Taken 2 Review

Did you enjoy Taken? Then you’ll enjoy Taken 2. Review done.

I can feel the angry eyes of the editor burning me from afar, so I suppose I’d better give you something more to go on. So often with sequels, film-makers make the same mistakes: they take a winning formula which went down a storm with audiences and think “Hmmm, people seemed to enjoy that so we should give them a sequel which is completely different and tries to explore the metaphysical/psychological effects/his relationship with his father etc.” WRONG. They are WRONG. Thank heavens the gentle souls behind Taken realized that what we all wanted to see so very much was Liam Neeson punching, shooting and trashing his way through another cultural alien, this time the beautiful and clearly very forgiving Istanbul.

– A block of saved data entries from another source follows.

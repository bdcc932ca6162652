// Subcommand implementations

use std::{
    borrow::Cow,
    io::Write,
    path::{Path, PathBuf},
    time::Duration,
};

use anyhow::{Context, Result};
use proctest_process::{ProcessOutcome, ProcessState};
use proctest_scenario::{check_completed, HarnessConfig, RunOptions, Scenario};
use tracing::{info, warn};

use crate::{
    output::{OutputStyle, StepVerdict},
    scenario_file::{ScenarioFile, Step},
};

/// Exit code for a hung command, as coreutils `timeout` uses
pub const EXIT_HUNG: i32 = 124;

/// `proctest exec`
pub async fn exec(
    config: HarnessConfig,
    timeout: Option<f64>,
    io_wait: Option<f64>,
    cwd: Option<PathBuf>,
    cmdline: &[String],
) -> Result<i32> {
    let line = join_cmdline(cmdline);
    let mut scenario = Scenario::new(config)?;
    if let Some(dir) = cwd {
        scenario.chdir(&dir)?;
    }

    let options = RunOptions {
        exit_timeout: positive_secs("--timeout", timeout)?,
        io_wait: positive_secs("--io-wait", io_wait)?,
        ..Default::default()
    };
    let handle = scenario
        .spawn_with("exec", &line, options)
        .await
        .with_context(|| format!("failed to start `{}`", line))?;
    let outcome = handle.stop().await?;

    std::io::stdout().write_all(&handle.stdout())?;
    std::io::stderr().write_all(&handle.stderr())?;

    info!(state = %outcome.state, status = ?outcome.exit_status, "Command finished");
    Ok(exit_code(&outcome))
}

/// `proctest run`
pub async fn run(config: HarnessConfig, path: &Path, style: &OutputStyle) -> Result<i32> {
    let file = ScenarioFile::load(path)?;
    let mut scenario = Scenario::new(config)?;
    if let Some(ref dir) = file.working_dir {
        scenario.chdir(dir)?;
    }
    for (key, value) in &file.env {
        scenario.env_mut().set(key.clone(), value.clone());
    }

    let mut passed = 0;
    for step in &file.steps {
        let verdict = run_step(&mut scenario, step).await?;
        if verdict.passed() {
            passed += 1;
        }
        println!("{}", style.step(&step.label, &verdict));
    }
    scenario.teardown().await?;

    println!("{}", style.summary(passed, file.steps.len()));
    Ok(if passed == file.steps.len() { 0 } else { 1 })
}

async fn run_step(scenario: &mut Scenario, step: &Step) -> Result<StepVerdict> {
    let options = RunOptions {
        exit_timeout: step.exit_timeout()?,
        io_wait: step.io_wait()?,
        ..Default::default()
    };

    let handle = match scenario.spawn_with(&step.label, &step.cmd, options).await {
        Ok(handle) => handle,
        Err(e) => return Ok(StepVerdict::Failed(e.to_string())),
    };
    if let Some(ref input) = step.stdin {
        if let Err(e) = handle.write(input.as_bytes()).await {
            warn!(label = %step.label, error = %e, "Could not write step input");
        }
    }
    let outcome = handle.stop().await?;
    Ok(judge(step, &outcome))
}

/// Compare an outcome with what the step expects
pub fn judge(step: &Step, outcome: &ProcessOutcome) -> StepVerdict {
    if step.expect_timeout {
        return if outcome.timed_out {
            StepVerdict::Ok
        } else {
            StepVerdict::Failed(format!("expected a timeout, but it {}", outcome.state))
        };
    }

    if outcome.timed_out {
        let kind = outcome
            .timeout
            .map(|kind| kind.to_string())
            .unwrap_or_else(|| "timeout".to_string());
        return StepVerdict::Hung(format!(
            "{} after {:.1}s",
            kind,
            outcome.elapsed.as_secs_f64()
        ));
    }

    match (outcome.state, outcome.exit_status) {
        (ProcessState::Exited, Some(status)) if status == step.expect_status => StepVerdict::Ok,
        (ProcessState::Exited, Some(status)) => StepVerdict::Failed(format!(
            "exit status {}, expected {}",
            status, step.expect_status
        )),
        _ => match check_completed(&step.label, outcome) {
            Err(e) => StepVerdict::Failed(e.to_string()),
            Ok(()) => StepVerdict::Failed(format!("unexpected state {}", outcome.state)),
        },
    }
}

/// Process exit code mirroring the child's
pub fn exit_code(outcome: &ProcessOutcome) -> i32 {
    if outcome.timed_out {
        return EXIT_HUNG;
    }
    match (outcome.exit_status, outcome.signal) {
        (Some(status), _) => status,
        (None, Some(signal)) => 128 + signal,
        (None, None) => 1,
    }
}

/// One argument is taken as a full command line; several are quoted
pub fn join_cmdline(args: &[String]) -> String {
    match args {
        [single] => single.clone(),
        _ => args
            .iter()
            .map(|arg| quote(arg))
            .collect::<Vec<_>>()
            .join(" "),
    }
}

fn quote(arg: &str) -> Cow<'_, str> {
    let plain = !arg.is_empty()
        && arg
            .chars()
            .all(|c| c.is_ascii_alphanumeric() || "-_./:,+@".contains(c));
    if plain {
        Cow::Borrowed(arg)
    } else {
        Cow::Owned(format!("'{}'", arg.replace('\'', r"'\''")))
    }
}

fn positive_secs(flag: &str, value: Option<f64>) -> Result<Option<Duration>> {
    match value {
        None => Ok(None),
        Some(secs) if secs.is_finite() && secs > 0.0 => Ok(Some(Duration::from_secs_f64(secs))),
        Some(secs) => anyhow::bail!("{} must be positive, got {}", flag, secs),
    }
}

#[cfg(test)]
mod tests {
    use super::*;
    use proctest_process::TimeoutKind;

    fn step(expect_status: i32, expect_timeout: bool) -> Step {
        Step {
            label: "s".to_string(),
            cmd: "true".to_string(),
            stdin: None,
            exit_timeout: None,
            io_wait: None,
            expect_status,
            expect_timeout,
        }
    }

    fn exited(status: i32) -> ProcessOutcome {
        ProcessOutcome {
            state: ProcessState::Exited,
            exit_status: Some(status),
            signal: None,
            timed_out: false,
            timeout: None,
            elapsed: Duration::from_millis(10),
        }
    }

    fn hung() -> ProcessOutcome {
        ProcessOutcome {
            state: ProcessState::TimedOut,
            exit_status: None,
            signal: Some(9),
            timed_out: true,
            timeout: Some(TimeoutKind::Exit),
            elapsed: Duration::from_secs(1),
        }
    }

    #[test]
    fn test_judge_status() {
        assert_eq!(judge(&step(0, false), &exited(0)), StepVerdict::Ok);
        assert_eq!(judge(&step(3, false), &exited(3)), StepVerdict::Ok);
        assert_eq!(
            judge(&step(0, false), &exited(2)),
            StepVerdict::Failed("exit status 2, expected 0".to_string())
        );
    }

    #[test]
    fn test_judge_timeouts() {
        assert_eq!(
            judge(&step(0, false), &hung()),
            StepVerdict::Hung("exit-timeout after 1.0s".to_string())
        );
        assert_eq!(judge(&step(0, true), &hung()), StepVerdict::Ok);
        assert!(!judge(&step(0, true), &exited(0)).passed());
    }

    #[test]
    fn test_exit_code() {
        assert_eq!(exit_code(&exited(7)), 7);
        assert_eq!(exit_code(&hung()), EXIT_HUNG);

        let killed = ProcessOutcome {
            state: ProcessState::Terminated,
            exit_status: None,
            signal: Some(15),
            ..exited(0)
        };
        assert_eq!(exit_code(&killed), 143);
    }

    #[test]
    fn test_join_cmdline() {
        assert_eq!(join_cmdline(&["echo a | wc -c".to_string()]), "echo a | wc -c");
        assert_eq!(
            join_cmdline(&["grep".to_string(), "two words".to_string(), "it's".to_string()]),
            r"grep 'two words' 'it'\''s'"
        );
        assert_eq!(join_cmdline(&["ls".to_string(), "-la".to_string()]), "ls -la");
    }
}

Well, I’m sure you can guess the set up: after the last round of massacre-ing, the film begins at a mass funeral in Algeria, with the wives/mothers/sons (no daughters, of course) of the ex-prostitute runners mourning their husbands/sons/fathers, seemingly having forgotten about all the terrible things they did in life, not to mention moving to another country on the other side of the world. Needless to say, the father of the guy who I’m going to affectionately refer to as Mr Sparks is oh so vengeful and will stop at nothing until the blood of the man who slew his son (Mr Sparks) “is running into this very earth”.

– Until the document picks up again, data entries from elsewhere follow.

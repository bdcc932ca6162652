//! In-memory `ProcessControl` used by unit tests

use std::time::Duration;

use async_trait::async_trait;
use proctest_process::{ProcessControl, ProcessOutcome, ProcessState, Result, StreamKind, TimeoutKind};

pub(crate) struct FakeProcess {
    label: String,
    state: ProcessState,
    stdout: Vec<u8>,
    status: Option<i32>,
    timed_out: bool,
}

impl FakeProcess {
    pub(crate) fn exited(label: &str, stdout: &str, status: i32) -> Self {
        Self {
            label: label.to_string(),
            state: ProcessState::Exited,
            stdout: stdout.as_bytes().to_vec(),
            status: Some(status),
            timed_out: false,
        }
    }

    pub(crate) fn running(label: &str, stdout: &str) -> Self {
        Self {
            state: ProcessState::Running,
            status: None,
            ..Self::exited(label, stdout, 0)
        }
    }

    pub(crate) fn hung(label: &str) -> Self {
        Self {
            state: ProcessState::TimedOut,
            status: None,
            timed_out: true,
            ..Self::exited(label, "", 0)
        }
    }
}

#[async_trait]
impl ProcessControl for FakeProcess {
    fn label(&self) -> &str {
        &self.label
    }

    fn pid(&self) -> Option<u32> {
        None
    }

    fn state(&self) -> ProcessState {
        self.state
    }

    async fn run(&mut self) -> Result<()> {
        Ok(())
    }

    async fn write(&mut self, _bytes: &[u8]) -> Result<()> {
        Ok(())
    }

    fn close_stream(&mut self, _stream: StreamKind) {}

    async fn stop(&mut self) -> Result<ProcessOutcome> {
        if self.state == ProcessState::Running {
            self.state = ProcessState::Exited;
            self.status = Some(0);
        }
        Ok(self.outcome())
    }

    async fn terminate(&mut self) -> Result<ProcessOutcome> {
        if self.state == ProcessState::Running {
            self.state = ProcessState::Terminated;
        }
        Ok(self.outcome())
    }

    fn stdout(&self) -> Vec<u8> {
        self.stdout.clone()
    }

    fn stderr(&self) -> Vec<u8> {
        Vec::new()
    }

    fn output(&self) -> Vec<u8> {
        self.stdout.clone()
    }

    fn exit_status(&self) -> Option<i32> {
        self.status
    }

    fn timed_out(&self) -> bool {
        self.timed_out
    }

    fn outcome(&self) -> ProcessOutcome {
        ProcessOutcome {
            state: self.state,
            exit_status: self.status,
            signal: None,
            timed_out: self.timed_out,
            timeout: self.timed_out.then_some(TimeoutKind::Exit),
            elapsed: Duration::ZERO,
        }
    }
}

The film wastes no time in diving straight in. It is fairly short at just over an hour and a half, so the more screen time dedicated to Bryan doing “what I do best” the better. We are offered a brief domestic set up: Bryan’s ex-wife Lenor (looking very soft and fragrant) has split from her dweeby husband number two, and all signs point at a reunion between the two. Meanwhile, Kim is struggling to pass her driving test and has a boyfriend, with inevitably over the top and very funny reactions from daddy (I won’t spoil those for you). So to get away from it all, and with gay abandon, the family whisks itself off to the land where east meets west to get kidnapped and blow up as many civilian buildings as possible.

I’m not going to go into details about the kidnapping or the escape mechanisms, but I will point out a few choice highlights to look out for, including Bryan’s almost cold indifference to the after effects of a grenade, and an oddly compelling car chase in which we’re assured no animals or children were harmed.

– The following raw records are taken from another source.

//! Lifecycle states and outcome snapshots

use std::fmt;
use std::time::Duration;

/// Lifecycle of a process handle
///
/// `Pending -> Running -> {Exited | TimedOut | Terminated}`. The last three are
/// terminal: no further transition and no further input.
#[derive(Debug, Clone, Copy, PartialEq, Eq, Hash)]
pub enum ProcessState {
    /// Created, not yet spawned
    Pending,
    /// Spawned and supervised
    Running,
    /// Exited on its own within the exit-timeout
    Exited,
    /// Exceeded the exit-timeout or the io-wait timeout and was killed
    TimedOut,
    /// Stopped by an explicit termination request
    Terminated,
}

impl ProcessState {
    pub fn is_terminal(self) -> bool {
        matches!(
            self,
            ProcessState::Exited | ProcessState::TimedOut | ProcessState::Terminated
        )
    }

    pub fn as_str(&self) -> &'static str {
        match self {
            ProcessState::Pending => "pending",
            ProcessState::Running => "running",
            ProcessState::Exited => "exited",
            ProcessState::TimedOut => "timed out",
            ProcessState::Terminated => "terminated",
        }
    }
}

impl fmt::Display for ProcessState {
    fn fmt(&self, f: &mut fmt::Formatter<'_>) -> fmt::Result {
        f.write_str(self.as_str())
    }
}

/// Which deadline fired
#[derive(Debug, Clone, Copy, PartialEq, Eq, Hash)]
pub enum TimeoutKind {
    /// Total runtime exceeded the exit-timeout
    Exit,
    /// No output activity for longer than the io-wait timeout
    IoWait,
}

impl fmt::Display for TimeoutKind {
    fn fmt(&self, f: &mut fmt::Formatter<'_>) -> fmt::Result {
        match self {
            TimeoutKind::Exit => f.write_str("exit-timeout"),
            TimeoutKind::IoWait => f.write_str("io-wait timeout"),
        }
    }
}

/// One of the three standard streams of a child
#[derive(Debug, Clone, Copy, PartialEq, Eq, Hash)]
pub enum StreamKind {
    Input,
    Output,
    Error,
}

impl fmt::Display for StreamKind {
    fn fmt(&self, f: &mut fmt::Formatter<'_>) -> fmt::Result {
        match self {
            StreamKind::Input => f.write_str("stdin"),
            StreamKind::Output => f.write_str("stdout"),
            StreamKind::Error => f.write_str("stderr"),
        }
    }
}

/// Snapshot of a handle after `stop` or `terminate`
#[derive(Debug, Clone, PartialEq, Eq)]
pub struct ProcessOutcome {
    pub state: ProcessState,
    /// Defined only for `Exited`, or `Terminated` when the process still
    /// produced an exit code
    pub exit_status: Option<i32>,
    /// Terminating signal, when the OS reports one
    pub signal: Option<i32>,
    pub timed_out: bool,
    pub timeout: Option<TimeoutKind>,
    /// Wall-clock time from spawn to the terminal state (or to now)
    pub elapsed: Duration,
}

impl ProcessOutcome {
    /// Exited on its own with status zero
    pub fn success(&self) -> bool {
        self.state == ProcessState::Exited && self.exit_status == Some(0)
    }
}

#[cfg(test)]
mod tests {
    use super::*;

    #[test]
    fn test_terminal_states() {
        assert!(!ProcessState::Pending.is_terminal());
        assert!(!ProcessState::Running.is_terminal());
        assert!(ProcessState::Exited.is_terminal());
        assert!(ProcessState::TimedOut.is_terminal());
        assert!(ProcessState::Terminated.is_terminal());
    }

    #[test]
    fn test_outcome_success_requires_exited() {
        let mut outcome = ProcessOutcome {
            state: ProcessState::Exited,
            exit_status: Some(0),
            signal: None,
            timed_out: false,
            timeout: None,
            elapsed: Duration::from_millis(5),
        };
        assert!(outcome.success());

        outcome.state = ProcessState::Terminated;
        assert!(!outcome.success());
    }
}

What is most worthy of our applause is the attitude which everybody involved has ‘taken’ from the first film, which I’m almost certain was written as a serious action film. Whilst within the confines of the film there are very few laughs between characters, there is such fun being had off camera – everybody has really entered into the spirit of things, from the introduction to the film from Liam Neeson himself which is laced in self satirizing good humour, to the choice references to the first film cunningly snipped into the script. I swear there are moments when Bryan as good as winks at the camera before diving head first into some unrealistic yet simultaneously plausible get-out-of-jail-free scheme.

So it’s all fun and games, and very good fun it is. The producers have had the common sense to give the people what they want without tampering with it. If it’s not as good as the first film it’s because it unavoidably lacks the surprise factor which we can all remember so strongly, but short of Bryan having a memory wiper in that suitcase of his, that was always going to be the case.